--- Input for this task ---

//! Operation runner that regenerates artifacts and reconciles hand edits.

use std::collections::HashMap;

use parking_lot::Mutex;
use serde::{Deserialize, Serialize};

use crate::diff::merge::three_way_merge;
use crate::errors::SyncResult;
use crate::models::{now_millis, Artifact, ChangeInfo, ChangeType, MergeConflict, OperationKind, UpdateOperation};
use crate::ports::{ArtifactStore, ContentGenerator, GenerationRequest, SyncLedger};
use crate::query::artifacts::INDEX_ARTIFACT;
use crate::scheduler::executor::OperationRunner;

#[derive(Debug, Clone, Copy, PartialEq, Eq, Serialize, Deserialize)]
#[serde(rename_all = "lowercase")]
pub enum ArtifactOutcome {
    Created,
    /// Replaced wholesale; there were no hand edits to preserve.
    Regenerated,
    /// Hand edits and regenerated content merged cleanly.
    Merged,
    /// Left untouched; the conflict is reported instead.
    Conflicted,
    Unchanged,
}

/// Hand edits that could not be reconciled with regenerated content.
#[derive(Debug, Clone, PartialEq, Eq, Serialize, Deserialize)]
pub struct ArtifactConflict {
    pub artifact_id: String,
    /// Merged text with conflict markers; never saved.
    pub merged: String,
    pub conflicts: Vec<MergeConflict>,
}

pub struct ArtifactUpdater<'a> {
    store: &'a dyn ArtifactStore,
    generator: &'a dyn ContentGenerator,
    ledger: Option<&'a dyn SyncLedger>,
    changes: HashMap<String, ChangeInfo>,
    requests: HashMap<String, GenerationRequest>,
    /// Paths whose file operation ran, awaiting [`ArtifactUpdater::commit_files`].
    staged: Mutex<Vec<String>>,
    conflicts: Mutex<Vec<ArtifactConflict>>,
    outcomes: Mutex<Vec<(String, ArtifactOutcome)>>,
}

impl<'a> ArtifactUpdater<'a> {
    pub fn new(store: &'a dyn ArtifactStore, generator: &'a dyn ContentGenerator) -> Self {
        Self {
            store,
            generator,
            ledger: None,
            changes: HashMap::new(),
            requests: HashMap::new(),
            staged: Mutex::new(Vec::new()),
            conflicts: Mutex::new(Vec::new()),
            outcomes: Mutex::new(Vec::new()),
        }
    }

    /// Ledger that [`ArtifactUpdater::commit_files`] writes hashes to.
    pub fn with_ledger(mut self, ledger: &'a dyn SyncLedger) -> Self {
        self.ledger = Some(ledger);
        self
    }

    pub fn with_changes(mut self, changes: &[ChangeInfo]) -> Self {
        self.changes = changes
            .iter()
            .map(|c| (c.file_path.clone(), c.clone()))
            .collect();
        self
    }

    pub fn with_requests(mut self, requests: impl IntoIterator<Item = GenerationRequest>) -> Self {
        self.requests = requests
            .into_iter()
            .map(|r| (r.artifact_id.clone(), r))
            .collect();
        self
    }

    pub fn conflicts(&self) -> Vec<ArtifactConflict> {
        self.conflicts.lock().clone()
    }

    pub fn outcomes(&self) -> Vec<(String, ArtifactOutcome)> {
        self.outcomes.lock().clone()
    }

    fn record(&self, artifact_id: &str, outcome: ArtifactOutcome) -> ArtifactOutcome {
        self.outcomes.lock().push((artifact_id.to_string(), outcome));
        outcome
    }

    /// Regenerate one artifact. Stored content without hand edits is
    /// replaced; hand-edited content is three-way merged with the last
    /// generated text as base, and saved only when the merge is clean.
    pub fn update_artifact(&self, artifact_id: &str) -> SyncResult<ArtifactOutcome> {
        let existing = self.store.load(artifact_id)?;
        let mut request = self.requests.get(artifact_id).cloned().unwrap_or_else(|| {
            GenerationRequest {
                artifact_id: artifact_id.to_string(),
                changed_files: Vec::new(),
                symbols: Vec::new(),
                previous: None,
            }
        });
        request.previous = existing.as_ref().map(|a| a.content.clone());
        let generated = self.generator.generate(&request)?;

        let Some(current) = existing else {
            let mut artifact = Artifact::generated(artifact_id, generated);
            artifact.source_files = request.changed_files;
            self.store.save(&artifact)?;
            return Ok(self.record(artifact_id, ArtifactOutcome::Created));
        };

        if current.base_content.as_deref() == Some(generated.as_str()) && !current.has_local_edits() {
            return Ok(self.record(artifact_id, ArtifactOutcome::Unchanged));
        }

        let mut updated = current.clone();
        for file in &request.changed_files {
            if !updated.source_files.contains(file) {
                updated.source_files.push(file.clone());
            }
        }
        updated.updated_at = now_millis();

        if !current.has_local_edits() {
            updated.content = generated.clone();
            updated.base_content = Some(generated);
            self.store.save(&updated)?;
            return Ok(self.record(artifact_id, ArtifactOutcome::Regenerated));
        }

        let base = current.base_content.as_deref().unwrap_or("");
        let merge = three_way_merge(base, &current.content, &generated);
        if !merge.resolved {
            tracing::warn!(
                artifact = artifact_id,
                conflicts = merge.conflicts.len(),
                "hand edits conflict with regenerated content"
            );
            self.conflicts.lock().push(ArtifactConflict {
                artifact_id: artifact_id.to_string(),
                merged: merge.merged,
                conflicts: merge.conflicts,
            });
            return Ok(self.record(artifact_id, ArtifactOutcome::Conflicted));
        }
        updated.content = merge.merged;
        updated.base_content = Some(generated);
        self.store.save(&updated)?;
        tracing::debug!(artifact = artifact_id, "hand edits merged into regenerated content");
        Ok(self.record(artifact_id, ArtifactOutcome::Merged))
    }

    /// Rewrite the index artifact listing every other stored artifact.
    pub fn rebuild_index(&self) -> SyncResult<Artifact> {
        let mut lines = vec!["# Index".to_string(), String::new()];
        let mut ids = self.store.list()?;
        ids.retain(|id| id != INDEX_ARTIFACT);
        ids.sort();
        for id in &ids {
            let title = match self.store.load(id)? {
                Some(artifact) => artifact.title,
                None => id.clone(),
            };
            lines.push(format!("- {title} (`{id}`)"));
        }
        let mut index = Artifact::generated(INDEX_ARTIFACT, lines.join("\n") + "\n");
        index.title = "Index".to_string();
        index.source_files = ids;
        self.store.save(&index)?;
        Ok(index)
    }

    /// File operations only stage their path. Hashes reach the ledger
    /// through [`ArtifactUpdater::commit_files`], which the cycle calls after
    /// a fully successful run, so a failed artifact leaves its source files
    /// looking changed.
    fn sync_file(&self, path: &str) -> SyncResult<()> {
        if self.changes.contains_key(path) {
            self.staged.lock().push(path.to_string());
        }
        Ok(())
    }

    /// Write the ledger hashes of every staged file. Returns how many were
    /// committed.
    pub fn commit_files(&self) -> SyncResult<usize> {
        let Some(ledger) = self.ledger else {
            return Ok(0);
        };
        let staged = std::mem::take(&mut *self.staged.lock());
        for path in &staged {
            let Some(change) = self.changes.get(path) else {
                continue;
            };
            match change.change_type {
                ChangeType::Deleted => ledger.remove_file_hash(path)?,
                ChangeType::Renamed => {
                    if let Some(old) = &change.old_path {
                        ledger.remove_file_hash(old)?;
                    }
                    if let Some(hash) = &change.new_hash {
                        ledger.set_file_hash(path, hash)?;
                    }
                }
                ChangeType::Added | ChangeType::Modified => {
                    if let Some(hash) = &change.new_hash {
                        ledger.set_file_hash(path, hash)?;
                    }
                }
            }
        }
        tracing::debug!(files = staged.len(), "file hashes committed");
        Ok(staged.len())
    }
}

impl OperationRunner for ArtifactUpdater<'_> {
    fn run(&self, operation: &UpdateOperation) -> SyncResult<()> {
        match operation.kind {
            OperationKind::SyncFile | OperationKind::RemoveFile => self.sync_file(&operation.target),
            OperationKind::UpdateArtifact => self.update_artifact(&operation.target).map(|_| ()),
            OperationKind::UpdateIndex => self.rebuild_index().map(|_| ()),
        }
    }
}

#[cfg(test)]
pub(crate) mod fakes {
    use super::*;
    use crate::errors::SyncError;

    /// Renders `# <id>` followed by the changed files, one per line.
    pub struct ListingGenerator {
        pub fail_on: Option<String>,
    }

    impl ContentGenerator for ListingGenerator {
        fn generate(&self, request: &GenerationRequest) -> SyncResult<String> {
            if self.fail_on.as_deref() == Some(request.artifact_id.as_str()) {
                return Err(SyncError::Generation(format!(
                    "cannot render {}",
                    request.artifact_id
                )));
            }
            let mut out = format!("# {}\n", request.artifact_id);
            for file in &request.changed_files {
                out.push_str(&format!("- {file}\n"));
            }
            Ok(out)
        }
    }
}

#[cfg(test)]
mod tests {
    use super::fakes::ListingGenerator;
    use super::*;
    use crate::store::Database;

    struct Fixed(&'static str);

    impl ContentGenerator for Fixed {
        fn generate(&self, _request: &GenerationRequest) -> SyncResult<String> {
            Ok(self.0.to_string())
        }
    }

    fn db() -> (tempfile::TempDir, Database) {
        let dir = tempfile::tempdir().unwrap();
        let db = Database::open(dir.path().join("state.db")).unwrap();
        (dir, db)
    }

    #[test]
    fn creates_then_regenerates() {
        let (_dir, db) = db();
        let generator = ListingGenerator { fail_on: None };
        let updater = ArtifactUpdater::new(&db, &generator).with_requests([GenerationRequest {
            artifact_id: "module-src".into(),
            changed_files: vec!["src/a.ts".into()],
            symbols: vec![],
            previous: None,
        }]);
        assert_eq!(updater.update_artifact("module-src").unwrap(), ArtifactOutcome::Created);
        assert_eq!(updater.update_artifact("module-src").unwrap(), ArtifactOutcome::Unchanged);

        let stored = db.load("module-src").unwrap().unwrap();
        assert_eq!(stored.content, "# module-src\n- src/a.ts\n");
        assert_eq!(stored.source_files, vec!["src/a.ts"]);
    }

    #[test]
    fn hand_edits_survive_a_clean_merge() {
        let (_dir, db) = db();
        let mut artifact = Artifact::generated("guide", "title\nintro\nbody\nfooter\n");
        artifact.content = "title\nintro (edited)\nbody\nfooter\n".into();
        db.save(&artifact).unwrap();

        let generator = Fixed("title\nintro\nbody\nnew footer\n");
        let updater = ArtifactUpdater::new(&db, &generator);
        assert_eq!(updater.update_artifact("guide").unwrap(), ArtifactOutcome::Merged);

        let stored = db.load("guide").unwrap().unwrap();
        assert_eq!(stored.content, "title\nintro (edited)\nbody\nnew footer\n");
        assert_eq!(stored.base_content.as_deref(), Some("title\nintro\nbody\nnew footer\n"));
    }

    #[test]
    fn conflicts_are_reported_not_saved() {
        let (_dir, db) = db();
        let mut artifact = Artifact::generated("guide", "a\nb\nc\n");
        artifact.content = "a\nmine\nc\n".into();
        db.save(&artifact).unwrap();

        let generator = Fixed("a\ntheirs\nc\n");
        let updater = ArtifactUpdater::new(&db, &generator);
        assert_eq!(updater.update_artifact("guide").unwrap(), ArtifactOutcome::Conflicted);

        let conflicts = updater.conflicts();
        assert_eq!(conflicts.len(), 1);
        assert_eq!(conflicts[0].artifact_id, "guide");
        assert!(conflicts[0].merged.contains("<<<<<<< OURS"));
        assert_eq!(db.load("guide").unwrap().unwrap().content, "a\nmine\nc\n");
    }

    #[test]
    fn index_lists_other_artifacts() {
        let (_dir, db) = db();
        db.save(&Artifact::generated("overview", "o")).unwrap();
        db.save(&Artifact::generated("api-reference", "a")).unwrap();
        let generator = Fixed("");
        let updater = ArtifactUpdater::new(&db, &generator);
        updater.rebuild_index().unwrap();
        let index = updater.rebuild_index().unwrap();
        assert_eq!(
            index.content,
            "# Index\n\n- api-reference (`api-reference`)\n- overview (`overview`)\n"
        );
    }

    #[test]
    fn file_hashes_commit_only_when_asked() {
        let (_dir, db) = db();
        db.set_file_hash("old.ts", "h").unwrap();
        db.set_file_hash("gone.ts", "g").unwrap();
        let mut rename = ChangeInfo::new("new.ts", ChangeType::Renamed).with_hashes(Some("h".into()), Some("h".into()));
        rename.old_path = Some("old.ts".into());
        let removal = ChangeInfo::new("gone.ts", ChangeType::Deleted);

        let generator = Fixed("");
        let updater = ArtifactUpdater::new(&db, &generator)
            .with_ledger(&db)
            .with_changes(&[rename, removal]);
        let op = |kind, target: &str| UpdateOperation {
            id: target.to_string(),
            kind,
            target: target.to_string(),
            priority: 1,
            retry_count: 0,
            estimated_ms: 1,
            depends_on: vec![],
        };
        updater.run(&op(OperationKind::SyncFile, "new.ts")).unwrap();
        updater.run(&op(OperationKind::RemoveFile, "gone.ts")).unwrap();
        assert_eq!(db.tracked_files().unwrap(), vec!["gone.ts", "old.ts"]);

        assert_eq!(updater.commit_files().unwrap(), 2);
        assert_eq!(db.tracked_files().unwrap(), vec!["new.ts"]);
        assert_eq!(updater.commit_files().unwrap(), 0);
    }
}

---

■ **What needs to be done**:
What is needed is every line from the beginning of the data up to and including the line with "use crate::errors::SyncResult;", given again word for word.

■ **Expected answer**:
//! Operation runner that regenerates artifacts and reconciles hand edits.

use std::collections::HashMap;

use parking_lot::Mutex;
use serde::{Deserialize, Serialize};

use crate::diff::merge::three_way_merge;
use crate::errors::SyncResult;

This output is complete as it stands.